To summarize my understanding of the problem: in a race with $n$ contenders, runner $k$ runs at speed $v_{k} = k/n$ and has to cover the distance $D_k = X_{(k)}$ where $X_i \sim U(0,1)$ (i.e. $D_k$ is the $k$th order statistic of a uniform random variable). The problem asks the expected value for the winner of a race with $n$ runners : $E_n = \mathbf{E}[P_{n,k}]$, where $P_{n,k}$ is the probability that runner $k$ wins the race.

What I have so far:

We know that $D_k \sim B(k, n + 1 - k)$, therefore the running time of runner $k$ is $T_k = n/k \cdot D_k \sim B(k, n + 1 - k, 0, n/k)$ : a scaled beta distribution.

$P_{n,k}$ is the probability that runner $k$ has the fastest time: $P_{n,k} =\prod_{i \neq k}P\left(T_k < T_i \right)$

EDIT : $T_k$ are dependent so the correct formula is $P_{n, k} = P\left(\underset{i \neq k}\cap(T_k < T_i) \right)$

Where I'm stuck: I actually have two problems.

The first one is that I can't make anything of $P(T_k < T_i)$ except ugly integrals : is there a closed form for $P(T_k < T_i)$, or another way to find the minimum of $n$ scaled beta distributions with different parameters ?

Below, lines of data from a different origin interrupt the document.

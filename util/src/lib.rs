//! Utility library shared by the robot executables

// ---------------------------------------------------------------------------
// MODULES
// ---------------------------------------------------------------------------

pub mod host;
#[macro_use]
pub mod logger;
pub mod maths;
pub mod params;
pub mod session;
pub mod time;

The second problem is that I'm doubting that $T_k \sim B(k, n + 1 - k, 0, n/k)$. Why ? I wrote some code to simulate races, and the code using a beta variable doesn't output the same results as the (correct) code that sorts a uniform r.v. To illustrate :

def do_one_race(n):
    dist = []
    for k in xrange(n):
        dist.append(random.random())
    dist.sort()
    best_time = 100
    winner = 0
    for k in xrange(1, n+1):
        time = dist[k-1]*n/k
        if time < best_time:
            best_time = time
            winner = k
    return (winner, best_time)

When run 10,000 times with 3 runners, this simulation yields [0.447, 0.223, 0.331] for the probability that each runner wins the race, very close to the theoretical value $[4/9, 2/9, 1/3]$. The average winning time is 0.499 (theoretical value $1/2$).

def do_one_race_beta(n):
    best_time = 100
    winner = 0
    for k in xrange(1, n+1):
        dist = random.betavariate(k, n + 1 - k)
        time = dist*n/k
        if time < best_time:
            best_time = time
            winner = k
    return (winner, best_time)

On the other hand, using a beta distribution to generate the distances, I get different results: [0.465, 0.298, 0.235] (average winning time : 0.42) for 3 runners for instance. This is driving me nuts : I can't see the flaw in my math or the bug in my code !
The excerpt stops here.